## WHAT YOU WILL DO
In full and without change, return each entry.

## Items from a data source
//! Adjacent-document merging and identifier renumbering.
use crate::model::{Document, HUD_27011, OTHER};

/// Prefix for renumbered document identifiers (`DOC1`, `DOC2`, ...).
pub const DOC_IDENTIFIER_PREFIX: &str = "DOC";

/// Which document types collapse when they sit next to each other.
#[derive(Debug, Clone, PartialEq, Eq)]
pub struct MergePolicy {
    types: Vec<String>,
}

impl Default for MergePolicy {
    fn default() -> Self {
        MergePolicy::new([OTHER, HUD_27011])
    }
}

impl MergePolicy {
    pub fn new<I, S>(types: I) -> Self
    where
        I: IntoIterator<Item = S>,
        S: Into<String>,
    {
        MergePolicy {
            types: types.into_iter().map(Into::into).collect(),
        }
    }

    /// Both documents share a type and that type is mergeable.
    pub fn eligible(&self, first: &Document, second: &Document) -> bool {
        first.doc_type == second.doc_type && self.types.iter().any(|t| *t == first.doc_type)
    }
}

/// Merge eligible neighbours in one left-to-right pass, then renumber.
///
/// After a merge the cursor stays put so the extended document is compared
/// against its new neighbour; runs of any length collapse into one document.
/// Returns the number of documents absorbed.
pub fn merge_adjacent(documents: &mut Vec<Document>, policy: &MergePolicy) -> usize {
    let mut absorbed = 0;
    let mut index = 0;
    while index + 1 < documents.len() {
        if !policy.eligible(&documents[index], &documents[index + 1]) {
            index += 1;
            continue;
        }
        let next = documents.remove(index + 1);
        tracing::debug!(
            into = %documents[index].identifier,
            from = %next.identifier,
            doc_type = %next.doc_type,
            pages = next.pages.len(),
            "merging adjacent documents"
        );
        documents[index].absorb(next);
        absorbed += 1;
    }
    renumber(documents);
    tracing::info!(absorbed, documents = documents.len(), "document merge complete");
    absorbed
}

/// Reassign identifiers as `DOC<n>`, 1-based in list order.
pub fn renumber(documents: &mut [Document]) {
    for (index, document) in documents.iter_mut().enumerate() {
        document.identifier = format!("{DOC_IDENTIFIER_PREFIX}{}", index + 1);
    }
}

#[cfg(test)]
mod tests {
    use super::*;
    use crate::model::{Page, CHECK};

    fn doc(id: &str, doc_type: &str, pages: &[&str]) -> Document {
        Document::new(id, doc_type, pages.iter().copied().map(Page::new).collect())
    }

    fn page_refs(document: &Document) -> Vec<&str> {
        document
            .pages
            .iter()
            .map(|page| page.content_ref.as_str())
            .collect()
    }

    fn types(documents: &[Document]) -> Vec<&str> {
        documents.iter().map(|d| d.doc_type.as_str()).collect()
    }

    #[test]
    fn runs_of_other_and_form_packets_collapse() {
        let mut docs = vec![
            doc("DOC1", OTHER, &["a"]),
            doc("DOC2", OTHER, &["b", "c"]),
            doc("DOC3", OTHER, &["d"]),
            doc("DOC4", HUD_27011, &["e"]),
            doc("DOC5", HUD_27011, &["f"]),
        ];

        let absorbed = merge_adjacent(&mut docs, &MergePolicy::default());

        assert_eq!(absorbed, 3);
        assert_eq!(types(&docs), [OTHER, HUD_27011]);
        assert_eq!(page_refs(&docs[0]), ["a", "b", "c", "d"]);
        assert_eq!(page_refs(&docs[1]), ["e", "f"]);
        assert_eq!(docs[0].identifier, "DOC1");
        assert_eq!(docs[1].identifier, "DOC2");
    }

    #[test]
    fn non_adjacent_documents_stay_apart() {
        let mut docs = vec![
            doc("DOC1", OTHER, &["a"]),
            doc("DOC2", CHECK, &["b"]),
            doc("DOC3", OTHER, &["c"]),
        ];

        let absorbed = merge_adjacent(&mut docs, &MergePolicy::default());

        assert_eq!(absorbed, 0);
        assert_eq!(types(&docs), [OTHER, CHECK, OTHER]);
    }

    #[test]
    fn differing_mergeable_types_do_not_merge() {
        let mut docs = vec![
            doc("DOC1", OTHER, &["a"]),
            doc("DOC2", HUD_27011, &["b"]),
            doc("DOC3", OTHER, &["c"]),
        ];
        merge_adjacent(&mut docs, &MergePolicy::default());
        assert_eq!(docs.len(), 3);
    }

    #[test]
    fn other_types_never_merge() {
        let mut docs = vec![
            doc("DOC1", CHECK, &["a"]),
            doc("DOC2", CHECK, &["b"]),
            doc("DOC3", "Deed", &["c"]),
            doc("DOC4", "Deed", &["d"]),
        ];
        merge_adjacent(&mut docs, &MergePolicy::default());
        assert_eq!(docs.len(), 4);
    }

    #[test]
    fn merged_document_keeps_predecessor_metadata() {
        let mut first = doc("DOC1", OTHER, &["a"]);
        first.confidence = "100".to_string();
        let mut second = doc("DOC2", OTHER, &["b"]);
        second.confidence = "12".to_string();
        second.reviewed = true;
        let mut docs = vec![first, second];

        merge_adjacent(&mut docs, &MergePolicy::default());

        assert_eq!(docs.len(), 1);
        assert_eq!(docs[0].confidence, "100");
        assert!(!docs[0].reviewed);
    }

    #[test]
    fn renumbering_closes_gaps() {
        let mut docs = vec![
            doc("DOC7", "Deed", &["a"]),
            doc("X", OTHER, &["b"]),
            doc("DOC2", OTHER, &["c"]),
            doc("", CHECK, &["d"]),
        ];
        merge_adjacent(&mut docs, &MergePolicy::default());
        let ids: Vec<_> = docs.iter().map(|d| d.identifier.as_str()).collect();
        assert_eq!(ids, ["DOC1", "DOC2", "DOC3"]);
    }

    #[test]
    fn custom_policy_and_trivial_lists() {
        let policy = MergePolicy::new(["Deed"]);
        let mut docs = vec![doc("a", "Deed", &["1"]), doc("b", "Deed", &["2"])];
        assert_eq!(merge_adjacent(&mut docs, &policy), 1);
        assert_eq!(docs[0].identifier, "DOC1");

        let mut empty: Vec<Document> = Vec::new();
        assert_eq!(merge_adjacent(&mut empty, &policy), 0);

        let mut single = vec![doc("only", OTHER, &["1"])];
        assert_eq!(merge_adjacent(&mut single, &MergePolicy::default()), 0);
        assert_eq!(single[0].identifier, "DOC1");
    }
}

## RESPONSE AREA
//! Adjacent-document merging and identifier renumbering.
use crate::model::{Document, HUD_27011, OTHER};

/// Prefix for renumbered document identifiers (`DOC1`, `DOC2`, ...).
pub const DOC_IDENTIFIER_PREFIX: &str = "DOC";

/// Which document types collapse when they sit next to each other.
#[derive(Debug, Clone, PartialEq, Eq)]
pub struct MergePolicy {
    types: Vec<String>,
}

impl Default for MergePolicy {
    fn default() -> Self {
        MergePolicy::new([OTHER, HUD_27011])
    }
}

impl MergePolicy {
    pub fn new<I, S>(types: I) -> Self
    where
        I: IntoIterator<Item = S>,
        S: Into<String>,
    {
        MergePolicy {
            types: types.into_iter().map(Into::into).collect(),
        }
    }

    /// Both documents share a type and that type is mergeable.
    pub fn eligible(&self, first: &Document, second: &Document) -> bool {
        first.doc_type == second.doc_type && self.types.iter().any(|t| *t == first.doc_type)
    }
}

/// Merge eligible neighbours in one left-to-right pass, then renumber.
///
/// After a merge the cursor stays put so the extended document is compared
/// against its new neighbour; runs of any length collapse into one document.
/// Returns the number of documents absorbed.
pub fn merge_adjacent(documents: &mut Vec<Document>, policy: &MergePolicy) -> usize {
    let mut absorbed = 0;
    let mut index = 0;
    while index + 1 < documents.len() {
        if !policy.eligible(&documents[index], &documents[index + 1]) {
            index += 1;
            continue;
        }
        let next = documents.remove(index + 1);
        tracing::debug!(
            into = %documents[index].identifier,
            from = %next.identifier,
            doc_type = %next.doc_type,
            pages = next.pages.len(),
            "merging adjacent documents"
        );
        documents[index].absorb(next);
        absorbed += 1;
    }
    renumber(documents);
    tracing::info!(absorbed, documents = documents.len(), "document merge complete");
    absorbed
}

/// Reassign identifiers as `DOC<n>`, 1-based in list order.
pub fn renumber(documents: &mut [Document]) {
    for (index, document) in documents.iter_mut().enumerate() {
        document.identifier = format!("{DOC_IDENTIFIER_PREFIX}{}", index + 1);
    }
}

#[cfg(test)]
mod tests {
    use super::*;
    use crate::model::{Page, CHECK};

    fn doc(id: &str, doc_type: &str, pages: &[&str]) -> Document {
        Document::new(id, doc_type, pages.iter().copied().map(Page::new).collect())
    }

    fn page_refs(document: &Document) -> Vec<&str> {
        document
            .pages
            .iter()
            .map(|page| page.content_ref.as_str())
            .collect()
    }

    fn types(documents: &[Document]) -> Vec<&str> {
        documents.iter().map(|d| d.doc_type.as_str()).collect()
    }

    #[test]
    fn runs_of_other_and_form_packets_collapse() {
        let mut docs = vec![
            doc("DOC1", OTHER, &["a"]),
            doc("DOC2", OTHER, &["b", "c"]),
            doc("DOC3", OTHER, &["d"]),
            doc("DOC4", HUD_27011, &["e"]),
            doc("DOC5", HUD_27011, &["f"]),
        ];

        let absorbed = merge_adjacent(&mut docs, &MergePolicy::default());

        assert_eq!(absorbed, 3);
        assert_eq!(types(&docs), [OTHER, HUD_27011]);
        assert_eq!(page_refs(&docs[0]), ["a", "b", "c", "d"]);
        assert_eq!(page_refs(&docs[1]), ["e", "f"]);
        assert_eq!(docs[0].identifier, "DOC1");
        assert_eq!(docs[1].identifier, "DOC2");
    }

    #[test]
    fn non_adjacent_documents_stay_apart() {
        let mut docs = vec![
            doc("DOC1", OTHER, &["a"]),
            doc("DOC2", CHECK, &["b"]),
            doc("DOC3", OTHER, &["c"]),
        ];

        let absorbed = merge_adjacent(&mut docs, &MergePolicy::default());

        assert_eq!(absorbed, 0);
        assert_eq!(types(&docs), [OTHER, CHECK, OTHER]);
    }

    #[test]
    fn differing_mergeable_types_do_not_merge() {
        let mut docs = vec![
            doc("DOC1", OTHER, &["a"]),
            doc("DOC2", HUD_27011, &["b"]),
            doc("DOC3", OTHER, &["c"]),
        ];
        merge_adjacent(&mut docs, &MergePolicy::default());
        assert_eq!(docs.len(), 3);
    }

    #[test]
    fn other_types_never_merge() {
        let mut docs = vec![
            doc("DOC1", CHECK, &["a"]),
            doc("DOC2", CHECK, &["b"]),
            doc("DOC3", "Deed", &["c"]),
            doc("DOC4", "Deed", &["d"]),
        ];
        merge_adjacent(&mut docs, &MergePolicy::default());
        assert_eq!(docs.len(), 4);
    }

    #[test]
    fn merged_document_keeps_predecessor_metadata() {
        let mut first = doc("DOC1", OTHER, &["a"]);
        first.confidence = "100".to_string();
        let mut second = doc("DOC2", OTHER, &["b"]);
        second.confidence = "12".to_string();
        second.reviewed = true;
        let mut docs = vec![first, second];

        merge_adjacent(&mut docs, &MergePolicy::default());

        assert_eq!(docs.len(), 1);
        assert_eq!(docs[0].confidence, "100");
        assert!(!docs[0].reviewed);
    }

    #[test]
    fn renumbering_closes_gaps() {
        let mut docs = vec![
            doc("DOC7", "Deed", &["a"]),
            doc("X", OTHER, &["b"]),
            doc("DOC2", OTHER, &["c"]),
            doc("", CHECK, &["d"]),
        ];
        merge_adjacent(&mut docs, &MergePolicy::default());
        let ids: Vec<_> = docs.iter().map(|d| d.identifier.as_str()).collect();
        assert_eq!(ids, ["DOC1", "DOC2", "DOC3"]);
    }

    #[test]
    fn custom_policy_and_trivial_lists() {
        let policy = MergePolicy::new(["Deed"]);
        let mut docs = vec![doc("a", "Deed", &["1"]), doc("b", "Deed", &["2"])];
        assert_eq!(merge_adjacent(&mut docs, &policy), 1);
        assert_eq!(docs[0].identifier, "DOC1");

        let mut empty: Vec<Document> = Vec::new();
        assert_eq!(merge_adjacent(&mut empty, &policy), 0);

        let mut single = vec![doc("only", OTHER, &["1"])];
        assert_eq!(merge_adjacent(&mut single, &MergePolicy::default()), 0);
        assert_eq!(single[0].identifier, "DOC1");
    }
}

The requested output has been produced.